Not sure if this is the appropriate forum, let me know...
I'm considering changing a component in a model I built. The model is used to predict performance of baseball players.
Let's use batting average as an example...
The goal of the weighting is to give more credit to younger players who 'break out'. As in, if the aging curve predicts the average player will improve by .015 points of batting average between ages 18 and 19, and Player X improved by 40 points, I want this season weighted more aggressively in the model that predicts batting average. Basically, I'm using the degree of breakout to effect the degree of weighting; (Improvement)/(Expected Improvement)= weighting multiplier, with a maximum of 3x the previous season's weight.

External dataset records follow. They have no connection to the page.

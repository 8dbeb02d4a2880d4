//! Typed function-pointer slots for symbols located at runtime.
//!
//! A [`FunctionSlot`] starts out empty (NULL) and is written once, either by
//! [`SignatureRegistry`](crate::signature::SignatureRegistry) during the search
//! pass or directly from a known function. The function-pointer type `F`
//! carries the parameter/return types and the calling convention; the only
//! place where an integer address becomes an `F` is [`FnPtr::from_address`].
//!
//! ```ignore
//! static LUA_CALL: FunctionSlot<unsafe extern "C" fn(*mut LuaState, i32, i32)> =
//!     FunctionSlot::new("lua_call");
//! ```

use std::fmt;
use std::marker::PhantomData;
use std::sync::Arc;
use std::sync::atomic::{AtomicBool, AtomicUsize, Ordering};

use serde::{Deserialize, Serialize};

use crate::error::{Error, Result};

/// Calling convention of a function-pointer type.
#[derive(Debug, Clone, Copy, PartialEq, Eq, Hash, Serialize, Deserialize, strum::Display)]
#[strum(serialize_all = "lowercase")]
pub enum CallConv {
    Rust,
    C,
    System,
}

mod sealed {
    pub trait Sealed {}
}

/// Function-pointer types that can live in a [`FunctionSlot`].
///
/// Implemented for `fn`, `extern "C" fn` and `extern "system" fn` (and their
/// `unsafe` variants) with up to six parameters.
pub trait FnPtr: sealed::Sealed + Copy + Send + Sync + 'static {
    const CALL_CONV: CallConv;
    const ARITY: usize;

    fn to_address(self) -> usize;

    /// # Safety
    ///
    /// `address` must be non-zero and point at executable code with the
    /// signature and calling convention of `Self`.
    unsafe fn from_address(address: usize) -> Self;
}

macro_rules! impl_fn_ptr {
    (@one $conv:expr, $arity:literal, $ty:ty; $($arg:ident),*) => {
        impl<Ret: 'static, $($arg: 'static),*> sealed::Sealed for $ty {}

        impl<Ret: 'static, $($arg: 'static),*> FnPtr for $ty {
            const CALL_CONV: CallConv = $conv;
            const ARITY: usize = $arity;

            fn to_address(self) -> usize {
                self as usize
            }

            unsafe fn from_address(address: usize) -> Self {
                debug_assert_ne!(address, 0);
                // SAFETY: function pointers are address-sized; the caller
                // guarantees the address is a function of this type.
                unsafe { std::mem::transmute_copy::<usize, Self>(&address) }
            }
        }
    };
    ($arity:literal; $($arg:ident),*) => {
        impl_fn_ptr!(@one CallConv::Rust, $arity, fn($($arg),*) -> Ret; $($arg),*);
        impl_fn_ptr!(@one CallConv::Rust, $arity, unsafe fn($($arg),*) -> Ret; $($arg),*);
        impl_fn_ptr!(@one CallConv::C, $arity, extern "C" fn($($arg),*) -> Ret; $($arg),*);
        impl_fn_ptr!(@one CallConv::C, $arity, unsafe extern "C" fn($($arg),*) -> Ret; $($arg),*);
        impl_fn_ptr!(@one CallConv::System, $arity, extern "system" fn($($arg),*) -> Ret; $($arg),*);
        impl_fn_ptr!(@one CallConv::System, $arity, unsafe extern "system" fn($($arg),*) -> Ret; $($arg),*);
    };
}

impl_fn_ptr!(0;);
impl_fn_ptr!(1; A1);
impl_fn_ptr!(2; A1, A2);
impl_fn_ptr!(3; A1, A2, A3);
impl_fn_ptr!(4; A1, A2, A3, A4);
impl_fn_ptr!(5; A1, A2, A3, A4, A5);
impl_fn_ptr!(6; A1, A2, A3, A4, A5, A6);

/// A write-once target for a resolved address, as seen by the registry.
pub trait SlotTarget: Send + Sync {
    fn name(&self) -> &str;

    /// Current address, `None` while unresolved.
    fn address(&self) -> Option<usize>;

    /// Store `address` if the slot is still empty. Returns `false` when the
    /// slot was already resolved or `address` is zero.
    fn resolve(&self, address: usize) -> bool;
}

impl<T: SlotTarget + ?Sized> SlotTarget for &'static T {
    fn name(&self) -> &str {
        (**self).name()
    }

    fn address(&self) -> Option<usize> {
        (**self).address()
    }

    fn resolve(&self, address: usize) -> bool {
        (**self).resolve(address)
    }
}

fn store_once(cell: &AtomicUsize, address: usize) -> bool {
    address != 0
        && cell
            .compare_exchange(0, address, Ordering::Release, Ordering::Relaxed)
            .is_ok()
}

fn load_address(cell: &AtomicUsize) -> Option<usize> {
    match cell.load(Ordering::Acquire) {
        0 => None,
        address => Some(address),
    }
}

/// A typed, write-once function-pointer slot.
pub struct FunctionSlot<F: FnPtr> {
    name: &'static str,
    address: AtomicUsize,
    detoured: AtomicBool,
    _marker: PhantomData<F>,
}

impl<F: FnPtr> FunctionSlot<F> {
    pub const fn new(name: &'static str) -> Self {
        Self {
            name,
            address: AtomicUsize::new(0),
            detoured: AtomicBool::new(false),
            _marker: PhantomData,
        }
    }

    /// A slot already holding a known function.
    pub fn with_function(name: &'static str, function: F) -> Self {
        let slot = Self::new(name);
        slot.address.store(function.to_address(), Ordering::Release);
        slot
    }

    pub fn name(&self) -> &'static str {
        self.name
    }

    pub fn call_conv(&self) -> CallConv {
        F::CALL_CONV
    }

    pub fn arity(&self) -> usize {
        F::ARITY
    }

    pub fn address(&self) -> Option<usize> {
        load_address(&self.address)
    }

    pub fn is_resolved(&self) -> bool {
        self.address().is_some()
    }

    /// The function currently stored in the slot.
    ///
    /// # Safety
    ///
    /// The resolved address must really be a function of type `F`. Addresses
    /// produced by a signature search are only as trustworthy as the
    /// signature that found them.
    pub unsafe fn get(&self) -> Option<F> {
        // SAFETY: forwarded to the caller.
        self.address()
            .map(|address| unsafe { F::from_address(address) })
    }

    /// Like [`get`](Self::get), failing with [`Error::UnresolvedSlot`] when empty.
    ///
    /// # Safety
    ///
    /// Same contract as [`get`](Self::get).
    pub unsafe fn require(&self) -> Result<F> {
        // SAFETY: forwarded to the caller.
        unsafe { self.get() }.ok_or_else(|| Error::UnresolvedSlot(self.name.to_string()))
    }

    /// Replace the stored address, returning the previous one.
    pub(crate) fn swap(&self, address: usize) -> usize {
        self.address.swap(address, Ordering::AcqRel)
    }

    /// Mark the slot as carrying an active detour. Returns `false` when one
    /// is already active.
    pub(crate) fn claim_detour(&self) -> bool {
        self.detoured
            .compare_exchange(false, true, Ordering::AcqRel, Ordering::Acquire)
            .is_ok()
    }

    pub(crate) fn release_detour(&self) {
        self.detoured.store(false, Ordering::Release);
    }
}

impl<F: FnPtr> SlotTarget for FunctionSlot<F> {
    fn name(&self) -> &str {
        self.name
    }

    fn address(&self) -> Option<usize> {
        load_address(&self.address)
    }

    fn resolve(&self, address: usize) -> bool {
        store_once(&self.address, address)
    }
}

impl<F: FnPtr> fmt::Debug for FunctionSlot<F> {
    fn fmt(&self, f: &mut fmt::Formatter<'_>) -> fmt::Result {
        f.debug_struct("FunctionSlot")
            .field("name", &self.name)
            .field("call_conv", &F::CALL_CONV)
            .field("address", &format_args!("{:#x}", self.address.load(Ordering::Acquire)))
            .finish()
    }
}

/// An untyped address slot, for signatures loaded from data files where no
/// function type is known.
#[derive(Debug)]
pub struct AddressSlot {
    name: String,
    address: AtomicUsize,
}

impl AddressSlot {
    pub fn new(name: impl Into<String>) -> Self {
        Self {
            name: name.into(),
            address: AtomicUsize::new(0),
        }
    }
}

impl SlotTarget for AddressSlot {
    fn name(&self) -> &str {
        &self.name
    }

    fn address(&self) -> Option<usize> {
        load_address(&self.address)
    }

    fn resolve(&self, address: usize) -> bool {
        store_once(&self.address, address)
    }
}

/// Shared handle to a registry target.
#[derive(Clone)]
pub struct SlotHandle(Arc<dyn SlotTarget>);

impl SlotHandle {
    pub fn new(target: Arc<dyn SlotTarget>) -> Self {
        Self(target)
    }
}

impl std::ops::Deref for SlotHandle {
    type Target = dyn SlotTarget;

    fn deref(&self) -> &Self::Target {
        &*self.0
    }
}

impl fmt::Debug for SlotHandle {
    fn fmt(&self, f: &mut fmt::Formatter<'_>) -> fmt::Result {
        f.debug_tuple("SlotHandle").field(&self.0.name()).finish()
    }
}

impl<F: FnPtr> From<&'static FunctionSlot<F>> for SlotHandle {
    fn from(slot: &'static FunctionSlot<F>) -> Self {
        Self(Arc::new(slot))
    }
}

impl From<Arc<AddressSlot>> for SlotHandle {
    fn from(slot: Arc<AddressSlot>) -> Self {
        Self(slot)
    }
}

#[cfg(test)]
mod tests {
    use super::*;

    extern "C" fn add_one(x: i32) -> i32 {
        x + 1
    }

    fn double(x: u64) -> u64 {
        x * 2
    }

    fn add_one_address() -> usize {
        (add_one as extern "C" fn(i32) -> i32).to_address()
    }

    fn double_address() -> usize {
        (double as fn(u64) -> u64).to_address()
    }

    #[test]
    fn test_new_slot_is_unresolved() {
        let slot: FunctionSlot<extern "C" fn(i32) -> i32> = FunctionSlot::new("add_one");
        assert!(!slot.is_resolved());
        assert_eq!(slot.address(), None);
        assert!(unsafe { slot.get() }.is_none());
        assert!(matches!(
            unsafe { slot.require() },
            Err(Error::UnresolvedSlot(name)) if name == "add_one"
        ));
    }

    #[test]
    fn test_with_function_round_trips() {
        let slot = FunctionSlot::with_function("add_one", add_one as extern "C" fn(i32) -> i32);
        assert_eq!(slot.address(), Some(add_one_address()));

        let f = unsafe { slot.require() }.unwrap();
        assert_eq!(f(41), 42);
    }

    #[test]
    fn test_resolve_is_write_once() {
        let slot: FunctionSlot<fn(u64) -> u64> = FunctionSlot::new("double");
        assert!(!slot.resolve(0));
        assert!(slot.resolve(double_address()));
        assert!(!slot.resolve(add_one_address()));
        assert_eq!(slot.address(), Some(double_address()));

        let f = unsafe { slot.get() }.unwrap();
        assert_eq!(f(21), 42);
    }

    #[test]
    fn test_call_conv_and_arity_tags() {
        let c: FunctionSlot<unsafe extern "C" fn(*mut u8, i32, i32) -> i32> =
            FunctionSlot::new("c");
        assert_eq!(c.call_conv(), CallConv::C);
        assert_eq!(c.arity(), 3);

        let sys: FunctionSlot<extern "system" fn()> = FunctionSlot::new("sys");
        assert_eq!(sys.call_conv(), CallConv::System);
        assert_eq!(sys.arity(), 0);

        let rust: FunctionSlot<fn(u8, u8, u8, u8, u8, u8) -> bool> = FunctionSlot::new("rust");
        assert_eq!(rust.call_conv(), CallConv::Rust);
        assert_eq!(rust.arity(), 6);
        assert_eq!(CallConv::System.to_string(), "system");
    }

    #[test]
    fn test_detour_claim_is_exclusive() {
        let slot = FunctionSlot::with_function("double", double as fn(u64) -> u64);
        assert!(slot.claim_detour());
        assert!(!slot.claim_detour());
        slot.release_detour();
        assert!(slot.claim_detour());
    }

    #[test]
    fn test_address_slot_through_handle() {
        let slot = Arc::new(AddressSlot::new("data"));
        let handle = SlotHandle::from(Arc::clone(&slot));
        assert_eq!(handle.name(), "data");
        assert!(handle.resolve(0x1000));
        assert!(!handle.resolve(0x2000));
        assert_eq!(slot.address(), Some(0x1000));
    }

    #[test]
    fn test_static_slot_through_handle() {
        static SLOT: FunctionSlot<fn(u64) -> u64> = FunctionSlot::new("static_double");
        let handle = SlotHandle::from(&SLOT);
        assert!(handle.resolve(double_address()));
        assert_eq!(SLOT.address(), Some(double_address()));
    }
}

The problem I run into, is that as the years go by, slightly older players are only expected to have tiny improvements. As in, between the ages of 25 and 26, normal aging predicts only a gain of .002 batting average (ie from .260 to .262). So, a huge percentage of these players will appear to have 'broken out' under the methodology I currently use, which is undesirable. Any idea how I could/should work around this?
Much appreciated, folks.
0.035 / 0.015 = 2.3333
0.006 / 0.002 = 3.0000
The problem seems to be the proximity of zero (0) to the expected value. This is a common problem. You must invent a new measure that get's away from zero. Ummm... maybe a sliding scale by age?
Base = max(0,Age - 20)
Base = max(0,19-20) = 0
(0 + 0.035) / (0 + 0.015) = 0.035 / 0.015 = 2.3333
Base = max(0,25-20) = 5
(5 + 0.006) / (5 + 0.002) = 5.006 / 5.002 = 1.0008
It's just a rough idea. Hopefully, it will get you started thinking in some useful direction. You may also want to consider logarithms in some way.
They sky's the limit. It's your system. Feel free to think of whatever you think it rational.
That's a great idea, thanks.
No, it's not. It might lead to one. Let's see what you come up with. A ratio might be better. I haven't thought much about the logartihms.